What to produce:
Print the first line of the data below and every one after it, through the line containing "pub struct FreeRects", exactly as written.

Data for analysis:
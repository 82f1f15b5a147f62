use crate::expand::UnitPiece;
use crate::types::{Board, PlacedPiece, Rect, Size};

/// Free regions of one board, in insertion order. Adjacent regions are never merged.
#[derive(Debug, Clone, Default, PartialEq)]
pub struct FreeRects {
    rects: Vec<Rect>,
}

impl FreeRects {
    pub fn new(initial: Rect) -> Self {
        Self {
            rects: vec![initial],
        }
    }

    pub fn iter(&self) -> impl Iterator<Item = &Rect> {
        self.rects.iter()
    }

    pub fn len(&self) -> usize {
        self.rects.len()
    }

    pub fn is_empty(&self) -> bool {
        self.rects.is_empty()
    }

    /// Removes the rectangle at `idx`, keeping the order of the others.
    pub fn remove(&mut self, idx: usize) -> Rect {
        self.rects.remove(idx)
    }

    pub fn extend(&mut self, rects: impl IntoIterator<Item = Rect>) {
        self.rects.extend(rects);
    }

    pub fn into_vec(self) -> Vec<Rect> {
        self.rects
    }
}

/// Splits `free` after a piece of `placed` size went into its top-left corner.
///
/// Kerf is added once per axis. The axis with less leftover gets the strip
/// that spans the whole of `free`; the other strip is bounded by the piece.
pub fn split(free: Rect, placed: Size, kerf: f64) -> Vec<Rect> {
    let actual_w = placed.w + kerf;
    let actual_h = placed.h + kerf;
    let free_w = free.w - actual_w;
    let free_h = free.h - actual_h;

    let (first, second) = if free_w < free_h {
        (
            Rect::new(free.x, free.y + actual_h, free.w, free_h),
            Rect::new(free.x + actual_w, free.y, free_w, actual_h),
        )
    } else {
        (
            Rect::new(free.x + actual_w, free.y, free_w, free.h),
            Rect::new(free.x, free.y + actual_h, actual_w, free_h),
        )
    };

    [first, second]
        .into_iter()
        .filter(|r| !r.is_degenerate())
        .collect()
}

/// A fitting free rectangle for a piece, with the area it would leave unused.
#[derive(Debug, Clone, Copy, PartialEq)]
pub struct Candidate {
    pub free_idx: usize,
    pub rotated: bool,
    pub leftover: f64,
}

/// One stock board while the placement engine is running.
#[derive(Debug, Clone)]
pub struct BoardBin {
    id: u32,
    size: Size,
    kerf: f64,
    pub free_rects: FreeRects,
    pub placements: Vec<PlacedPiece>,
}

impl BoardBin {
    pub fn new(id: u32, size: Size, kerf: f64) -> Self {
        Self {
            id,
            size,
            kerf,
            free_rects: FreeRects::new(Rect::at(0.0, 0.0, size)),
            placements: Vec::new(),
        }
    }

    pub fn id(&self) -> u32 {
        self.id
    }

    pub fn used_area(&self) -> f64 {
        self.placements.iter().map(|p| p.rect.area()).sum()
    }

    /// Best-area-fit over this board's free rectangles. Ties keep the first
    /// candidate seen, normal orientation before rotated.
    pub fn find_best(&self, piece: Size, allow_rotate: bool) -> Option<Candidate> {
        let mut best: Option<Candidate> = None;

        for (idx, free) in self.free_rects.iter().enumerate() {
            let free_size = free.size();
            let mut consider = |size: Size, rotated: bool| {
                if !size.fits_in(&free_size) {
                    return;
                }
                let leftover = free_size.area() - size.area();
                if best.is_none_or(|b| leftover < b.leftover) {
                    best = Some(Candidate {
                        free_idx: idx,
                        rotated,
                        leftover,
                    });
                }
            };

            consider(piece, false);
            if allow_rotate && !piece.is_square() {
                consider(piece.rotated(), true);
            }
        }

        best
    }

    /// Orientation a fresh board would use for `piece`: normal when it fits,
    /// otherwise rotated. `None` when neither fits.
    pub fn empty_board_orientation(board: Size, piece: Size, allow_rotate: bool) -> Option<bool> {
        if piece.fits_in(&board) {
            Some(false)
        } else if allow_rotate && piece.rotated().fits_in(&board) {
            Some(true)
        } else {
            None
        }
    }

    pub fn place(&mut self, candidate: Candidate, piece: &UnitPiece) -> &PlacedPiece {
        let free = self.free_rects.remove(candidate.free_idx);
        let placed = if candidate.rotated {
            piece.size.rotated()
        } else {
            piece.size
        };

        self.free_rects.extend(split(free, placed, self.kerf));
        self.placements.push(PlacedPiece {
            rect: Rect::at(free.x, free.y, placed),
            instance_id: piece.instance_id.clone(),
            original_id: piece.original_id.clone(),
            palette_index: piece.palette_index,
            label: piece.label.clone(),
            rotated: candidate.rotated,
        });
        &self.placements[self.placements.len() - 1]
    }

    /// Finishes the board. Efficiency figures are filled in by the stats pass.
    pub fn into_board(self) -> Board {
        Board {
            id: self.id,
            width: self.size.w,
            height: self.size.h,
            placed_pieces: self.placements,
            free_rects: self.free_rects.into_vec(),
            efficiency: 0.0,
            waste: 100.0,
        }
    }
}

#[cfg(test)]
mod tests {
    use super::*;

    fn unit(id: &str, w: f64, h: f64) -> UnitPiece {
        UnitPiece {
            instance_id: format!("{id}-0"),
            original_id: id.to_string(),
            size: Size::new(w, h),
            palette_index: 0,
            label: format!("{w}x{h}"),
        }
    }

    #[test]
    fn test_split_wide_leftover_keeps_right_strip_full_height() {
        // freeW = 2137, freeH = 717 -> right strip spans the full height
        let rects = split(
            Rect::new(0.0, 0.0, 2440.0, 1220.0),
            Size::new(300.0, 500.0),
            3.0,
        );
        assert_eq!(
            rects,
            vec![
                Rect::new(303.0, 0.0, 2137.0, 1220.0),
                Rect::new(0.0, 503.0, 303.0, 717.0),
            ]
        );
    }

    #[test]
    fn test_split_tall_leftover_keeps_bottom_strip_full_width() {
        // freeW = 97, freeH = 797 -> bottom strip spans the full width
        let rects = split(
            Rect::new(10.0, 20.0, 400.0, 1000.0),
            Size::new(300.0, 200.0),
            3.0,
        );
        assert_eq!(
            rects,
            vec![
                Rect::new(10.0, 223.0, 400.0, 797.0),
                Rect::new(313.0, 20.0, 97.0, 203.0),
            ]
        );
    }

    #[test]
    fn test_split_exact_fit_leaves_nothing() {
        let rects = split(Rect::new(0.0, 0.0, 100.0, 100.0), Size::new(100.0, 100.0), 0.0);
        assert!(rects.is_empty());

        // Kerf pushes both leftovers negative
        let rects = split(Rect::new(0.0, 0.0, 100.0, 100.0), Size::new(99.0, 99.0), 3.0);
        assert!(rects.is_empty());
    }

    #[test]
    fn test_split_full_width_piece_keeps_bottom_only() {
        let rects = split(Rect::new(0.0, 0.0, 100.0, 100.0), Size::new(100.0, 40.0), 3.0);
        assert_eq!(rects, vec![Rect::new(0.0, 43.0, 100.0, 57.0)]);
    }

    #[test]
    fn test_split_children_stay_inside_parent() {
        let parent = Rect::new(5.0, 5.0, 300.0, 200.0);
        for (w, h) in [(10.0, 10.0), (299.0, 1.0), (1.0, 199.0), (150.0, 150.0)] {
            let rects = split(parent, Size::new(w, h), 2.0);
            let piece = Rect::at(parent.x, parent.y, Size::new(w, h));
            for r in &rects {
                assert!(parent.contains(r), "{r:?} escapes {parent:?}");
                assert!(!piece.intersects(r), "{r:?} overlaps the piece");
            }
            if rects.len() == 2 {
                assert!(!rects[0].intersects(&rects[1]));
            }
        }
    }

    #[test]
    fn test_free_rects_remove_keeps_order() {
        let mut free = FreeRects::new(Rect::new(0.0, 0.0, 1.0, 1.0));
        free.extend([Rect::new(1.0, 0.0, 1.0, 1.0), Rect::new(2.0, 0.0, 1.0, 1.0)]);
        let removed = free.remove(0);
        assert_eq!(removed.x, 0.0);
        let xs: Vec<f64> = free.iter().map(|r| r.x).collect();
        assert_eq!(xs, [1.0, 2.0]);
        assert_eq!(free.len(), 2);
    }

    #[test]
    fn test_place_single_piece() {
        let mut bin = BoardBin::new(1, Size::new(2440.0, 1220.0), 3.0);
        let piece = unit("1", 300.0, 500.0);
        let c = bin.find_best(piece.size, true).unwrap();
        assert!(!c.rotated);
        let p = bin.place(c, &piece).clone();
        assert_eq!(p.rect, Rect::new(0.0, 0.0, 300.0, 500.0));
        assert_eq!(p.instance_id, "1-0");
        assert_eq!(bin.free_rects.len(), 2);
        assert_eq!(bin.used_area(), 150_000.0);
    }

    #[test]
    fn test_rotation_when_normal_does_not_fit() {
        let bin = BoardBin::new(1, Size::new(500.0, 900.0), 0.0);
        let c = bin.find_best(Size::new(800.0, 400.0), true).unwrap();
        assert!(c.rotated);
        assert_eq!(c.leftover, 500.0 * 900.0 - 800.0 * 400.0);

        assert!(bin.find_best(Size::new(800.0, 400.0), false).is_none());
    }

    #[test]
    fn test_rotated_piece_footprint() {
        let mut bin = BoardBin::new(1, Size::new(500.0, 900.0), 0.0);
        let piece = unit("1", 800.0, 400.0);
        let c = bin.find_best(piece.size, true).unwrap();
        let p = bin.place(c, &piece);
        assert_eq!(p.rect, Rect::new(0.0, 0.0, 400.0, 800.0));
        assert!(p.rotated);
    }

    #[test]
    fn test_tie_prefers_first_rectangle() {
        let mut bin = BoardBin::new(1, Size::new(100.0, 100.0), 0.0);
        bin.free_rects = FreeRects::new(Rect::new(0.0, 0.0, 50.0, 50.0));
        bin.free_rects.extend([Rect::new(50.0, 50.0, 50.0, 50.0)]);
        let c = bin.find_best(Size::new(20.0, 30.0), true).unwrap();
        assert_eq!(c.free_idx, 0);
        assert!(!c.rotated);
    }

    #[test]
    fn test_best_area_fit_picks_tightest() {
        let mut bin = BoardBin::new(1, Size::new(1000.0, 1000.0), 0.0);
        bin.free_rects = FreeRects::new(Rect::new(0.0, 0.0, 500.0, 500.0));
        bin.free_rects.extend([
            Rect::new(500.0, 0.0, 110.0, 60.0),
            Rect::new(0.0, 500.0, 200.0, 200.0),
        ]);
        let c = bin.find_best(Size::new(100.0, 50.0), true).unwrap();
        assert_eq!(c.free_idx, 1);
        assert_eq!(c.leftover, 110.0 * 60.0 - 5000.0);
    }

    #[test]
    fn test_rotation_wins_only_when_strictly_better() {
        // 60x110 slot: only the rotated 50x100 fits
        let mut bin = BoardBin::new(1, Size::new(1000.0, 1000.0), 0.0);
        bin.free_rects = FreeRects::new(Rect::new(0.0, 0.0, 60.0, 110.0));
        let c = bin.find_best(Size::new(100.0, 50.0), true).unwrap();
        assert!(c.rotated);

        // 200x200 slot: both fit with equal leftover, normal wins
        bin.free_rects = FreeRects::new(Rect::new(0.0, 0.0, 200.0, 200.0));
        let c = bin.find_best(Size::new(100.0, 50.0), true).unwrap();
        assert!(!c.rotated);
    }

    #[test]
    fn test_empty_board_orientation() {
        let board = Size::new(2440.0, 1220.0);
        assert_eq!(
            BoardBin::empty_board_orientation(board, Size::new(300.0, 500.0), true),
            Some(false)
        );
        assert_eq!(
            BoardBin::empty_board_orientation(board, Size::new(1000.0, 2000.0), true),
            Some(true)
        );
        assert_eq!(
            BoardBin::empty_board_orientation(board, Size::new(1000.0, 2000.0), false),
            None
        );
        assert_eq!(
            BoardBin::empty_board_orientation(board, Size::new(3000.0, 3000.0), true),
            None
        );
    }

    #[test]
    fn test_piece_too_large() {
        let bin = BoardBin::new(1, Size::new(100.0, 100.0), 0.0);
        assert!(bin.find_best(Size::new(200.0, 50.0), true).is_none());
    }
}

Solution for this exercise:
repository 82f1f15b5a147f62
use crate::expand::UnitPiece;
use crate::types::{Board, PlacedPiece, Rect, Size};

/// Free regions of one board, in insertion order. Adjacent regions are never merged.
#[derive(Debug, Clone, Default, PartialEq)]
pub struct FreeRects {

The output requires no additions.